だからこそ、央都四市を結ぶ道路が地上ではなく地下に作られている。

 それならば、央都大地下道なり、地下鉄道網を利用したほうが余程安全だ。

 もちろん、市内ならば絶対に安全とはいえない現実もあるのだが、空白地帯よりは危険性が圧倒的に少ないのもまた事実だ。

 央都四市には戦団の基地があり、市内各所に導士の駐屯所が置かれている上、常に導士たちが警戒し、巡回している。毎日が厳戒態勢であり、いついかなるときであっても、幻魔災害の発生とともに対処できるようになっているのだ。

 そうした対処の取れない空白地帯を出歩くなど、裸で戦場をうろつくようなものだった。

 そんなことを考えながら、幸多は、見慣れた町並みの中を歩いて行く。

 今日は、日曜日。

 出歩いている人も少なくないが、幸多が注目を浴びるようなことはなかった。決勝大会で顔を知られたとはいえ、幸多の容貌は、取り立てて個性的なものではない。
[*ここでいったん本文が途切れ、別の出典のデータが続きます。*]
use json_ld_pipeline::{
	syntax::{Parse, Value},
	util::deep_equals,
	Blank, Embed, ErrorCode, JsonLdProcessor, NoLoader, Options, RemoteDocument,
};
use static_iref::iri;
use std::collections::HashMap;

fn parse(s: &str) -> Value {
	Value::parse_str(s).unwrap().0
}

const LIBRARY: &str = r#"{
	"@context": {"@vocab": "http://example.org/", "contains": {"@type": "@id"}},
	"@graph": [
		{
			"@id": "http://example.org/library",
			"@type": "Library",
			"contains": "http://example.org/library/the-republic"
		},
		{
			"@id": "http://example.org/library/the-republic",
			"@type": "Book",
			"creator": "Plato",
			"title": "The Republic",
			"contains": "http://example.org/library/the-republic#introduction"
		},
		{
			"@id": "http://example.org/library/the-republic#introduction",
			"@type": "Chapter",
			"description": "An introductory chapter on The Republic.",
			"title": "The Introduction"
		}
	]
}"#;

fn frame(input: &str, frame: &str, options: Options) -> Value {
	parse(input)
		.frame(&parse(frame).into(), &mut Blank::new(), &NoLoader, options)
		.unwrap()
		.value
}

fn check(framed: Value, expected: &str) {
	let expected = parse(expected);
	assert!(
		deep_equals(&framed, &expected),
		"got {framed:?}, expected {expected:?}"
	)
}

#[test]
fn library() {
	check(
		frame(
			LIBRARY,
			r#"{
				"@context": {"@vocab": "http://example.org/"},
				"@type": "Library",
				"contains": {
					"@type": "Book",
					"contains": {"@type": "Chapter"}
				}
			}"#,
			Options::default(),
		),
		r#"{
			"@context": {"@vocab": "http://example.org/"},
			"@id": "http://example.org/library",
			"@type": "Library",
			"contains": {
				"@id": "http://example.org/library/the-republic",
				"@type": "Book",
				"creator": "Plato",
				"title": "The Republic",
				"contains": {
					"@id": "http://example.org/library/the-republic#introduction",
					"@type": "Chapter",
					"description": "An introductory chapter on The Republic.",
					"title": "The Introduction"
				}
			}
		}"#,
	)
}

#[test]
fn explicit_option() {
	check(
		frame(
			LIBRARY,
			r#"{
				"@context": {"@vocab": "http://example.org/"},
				"@type": "Book",
				"title": {}
			}"#,
			Options {
				explicit: true,
				..Options::default()
			},
		),
		r#"{
			"@context": {"@vocab": "http://example.org/"},
			"@id": "http://example.org/library/the-republic",
			"@type": "Book",
			"title": "The Republic"
		}"#,
	)
}

#[test]
fn never_embed_option() {
	check(
		frame(
			LIBRARY,
			r#"{"@context": {"@vocab": "http://example.org/"}, "@type": "Library"}"#,
			Options {
				embed: Embed::Never,
				..Options::default()
			},
		),
		r#"{
			"@context": {"@vocab": "http://example.org/"},
			"@id": "http://example.org/library",
			"@type": "Library",
			"contains": {"@id": "http://example.org/library/the-republic"}
		}"#,
	)
}

#[test]
fn require_all_option() {
	let input = r#"{
		"@context": {"@vocab": "http://example.org/"},
		"@graph": [
			{"@id": "http://example.org/a", "p": "x", "q": "y"},
			{"@id": "http://example.org/b", "p": "x"}
		]
	}"#;
	let frame_doc = r#"{"@context": {"@vocab": "http://example.org/"}, "p": {}, "q": {}}"#;

	check(
		frame(
			input,
			frame_doc,
			Options {
				require_all: true,
				..Options::default()
			},
		),
		r#"{
			"@context": {"@vocab": "http://example.org/"},
			"@id": "http://example.org/a",
			"p": "x",
			"q": "y"
		}"#,
	);

	check(
		frame(input, frame_doc, Options::default()),
		r#"{
			"@context": {"@vocab": "http://example.org/"},
			"@graph": [
				{"@id": "http://example.org/a", "p": "x", "q": "y"},
				{"@id": "http://example.org/b", "p": "x", "q": null}
			]
		}"#,
	)
}

#[test]
fn frame_by_iri() {
	let frame_iri = iri!("http://example.org/frame.jsonld").to_owned();
	let mut loader = HashMap::new();
	loader.insert(
		frame_iri.clone(),
		RemoteDocument::new(
			Some(frame_iri.clone()),
			parse(r#"{"@context": {"@vocab": "http://example.org/"}, "@type": "Chapter"}"#),
		),
	);

	let framed = parse(LIBRARY)
		.frame(&frame_iri.clone().into(), &mut Blank::new(), &loader, Options::default())
		.unwrap();

	check(
		framed.value,
		r#"{
			"@context": {"@vocab": "http://example.org/"},
			"@id": "http://example.org/library/the-republic#introduction",
			"@type": "Chapter",
			"description": "An introductory chapter on The Republic.",
			"title": "The Introduction"
		}"#,
	);

	let error = parse(LIBRARY)
		.frame(&frame_iri.into(), &mut Blank::new(), &NoLoader, Options::default())
		.unwrap_err();
	assert_eq!(error.code(), ErrorCode::LoadingDocumentFailed)
}

#[test]
fn invalid_frame() {
	let error = parse(LIBRARY)
		.frame(
			&parse(r#"[{"@type": "http://example.org/Book"}, {"@type": "http://example.org/Chapter"}]"#)
				.into(),
			&mut Blank::new(),
			&NoLoader,
			Options::default(),
		)
		.unwrap_err();
	assert_eq!(error.code(), ErrorCode::InvalidFrame)
}

#[test]
fn link_embeds_the_same_node_everywhere() {
	let input = r#"{
		"@context": {"@vocab": "http://example.org/"},
		"@graph": [
			{
				"@id": "http://example.org/a",
				"@type": "Top",
				"p": {"@id": "http://example.org/c"},
				"r": {"@id": "http://example.org/c"}
			},
			{"@id": "http://example.org/c", "name": "x"}
		]
	}"#;
	let frame_doc = r#"{"@context": {"@vocab": "http://example.org/"}, "@type": "Top"}"#;

	check(
		frame(
			input,
			frame_doc,
			Options {
				embed: Embed::Link,
				..Options::default()
			},
		),
		r#"{
			"@context": {"@vocab": "http://example.org/"},
			"@id": "http://example.org/a",
			"@type": "Top",
			"p": {"@id": "http://example.org/c", "name": "x"},
			"r": {"@id": "http://example.org/c", "name": "x"}
		}"#,
	);

	check(
		frame(input, frame_doc, Options::default()),
		r#"{
			"@context": {"@vocab": "http://example.org/"},
			"@id": "http://example.org/a",
			"@type": "Top",
			"p": {"@id": "http://example.org/c", "name": "x"},
			"r": {"@id": "http://example.org/c"}
		}"#,
	)
}

#[test]
fn omit_default() {
	let frame_doc = r#"{
		"@context": {"@vocab": "http://example.org/"},
		"@type": "Chapter",
		"creator": {"@omitDefault": true},
		"pages": {}
	}"#;

	check(
		frame(LIBRARY, frame_doc, Options::default()),
		r#"{
			"@context": {"@vocab": "http://example.org/"},
			"@id": "http://example.org/library/the-republic#introduction",
			"@type": "Chapter",
			"description": "An introductory chapter on The Republic.",
			"title": "The Introduction",
			"pages": null
		}"#,
	);

	check(
		frame(
			LIBRARY,
			frame_doc,
			Options {
				omit_default: true,
				..Options::default()
			},
		),
		r#"{
			"@context": {"@vocab": "http://example.org/"},
			"@id": "http://example.org/library/the-republic#introduction",
			"@type": "Chapter",
			"description": "An introductory chapter on The Republic.",
			"title": "The Introduction"
		}"#,
	)
}

#[test]
fn included_frame() {
	check(
		frame(
			r#"{
				"@context": {"@vocab": "http://example.org/"},
				"@graph": [
					{"@id": "http://example.org/a", "@type": "Class"},
					{"@id": "http://example.org/b", "@type": "Prop"},
					{"@id": "http://example.org/c", "@type": "Prop"}
				]
			}"#,
			r#"{
				"@context": {"@vocab": "http://example.org/"},
				"@type": "Class",
				"@included": {"@type": "Prop"}
			}"#,
			Options::default(),
		),
		r#"{
			"@context": {"@vocab": "http://example.org/"},
			"@id": "http://example.org/a",
			"@type": "Class",
			"@included": [
				{"@id": "http://example.org/b", "@type": "Prop"},
				{"@id": "http://example.org/c", "@type": "Prop"}
			]
		}"#,
	)
}

#[test]
fn reverse_frame() {
	check(
		frame(
			r#"{
				"@context": {"@vocab": "http://example.org/"},
				"@graph": [
					{"@id": "http://example.org/a", "@type": "Person"},
					{"@id": "http://example.org/b", "knows": {"@id": "http://example.org/a"}}
				]
			}"#,
			r#"{
				"@context": {"@vocab": "http://example.org/"},
				"@type": "Person",
				"@reverse": {"knows": {}}
			}"#,
			Options::default(),
		),
		r#"{
			"@context": {"@vocab": "http://example.org/"},
			"@id": "http://example.org/a",
			"@type": "Person",
			"@reverse": {
				"knows": {
					"@id": "http://example.org/b",
					"knows": {"@id": "http://example.org/a"}
				}
			}
		}"#,
	)
}

#[test]
fn named_graph_subframe() {
	check(
		frame(
			r#"{
				"@context": {"@vocab": "http://example.org/"},
				"@id": "http://example.org/g",
				"@type": "Dataset",
				"@graph": [
					{"@id": "http://example.org/x", "name": "X"},
					{"@id": "http://example.org/y", "name": "Y"}
				]
			}"#,
			r#"{
				"@context": {"@vocab": "http://example.org/"},
				"@type": "Dataset",
				"@graph": {}
			}"#,
			Options::default(),
		),
		r#"{
			"@context": {"@vocab": "http://example.org/"},
			"@id": "http://example.org/g",
			"@type": "Dataset",
			"@graph": [
				{"@id": "http://example.org/x", "name": "X"},
				{"@id": "http://example.org/y", "name": "Y"}
			]
		}"#,
	)
}

#[test]
fn list_subframe() {
	check(
		frame(
			r#"{
				"@context": {"@vocab": "http://example.org/"},
				"@graph": [
					{
						"@id": "http://example.org/a",
						"@type": "Top",
						"items": {"@list": [
							{"@id": "http://example.org/x"},
							{"@id": "http://example.org/y"}
						]}
					},
					{"@id": "http://example.org/x", "name": "X", "extra": 1},
					{"@id": "http://example.org/y", "name": "Y", "extra": 2}
				]
			}"#,
			r#"{
				"@context": {"@vocab": "http://example.org/"},
				"@type": "Top",
				"items": {"@list": {"@explicit": true, "name": {}}}
			}"#,
			Options::default(),
		),
		r#"{
			"@context": {"@vocab": "http://example.org/"},
			"@id": "http://example.org/a",
			"@type": "Top",
			"items": {"@list": [
				{"@id": "http://example.org/x", "name": "X"},
				{"@id": "http://example.org/y", "name": "Y"}
			]}
		}"#,
	)
}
余程集中して見ていなければ、そこまで記憶に残らないのではないか。

 特に対抗戦は学生同士の試合であって、出場した学生一人一人の顔を覚えるなど、余程の物好きか、熱狂的な対抗戦ファンだろう。

 そうして幸多が実家に辿り着くまでに、知人や友人と再会することもなかったのは、喜ぶべきか、悲しむべきか。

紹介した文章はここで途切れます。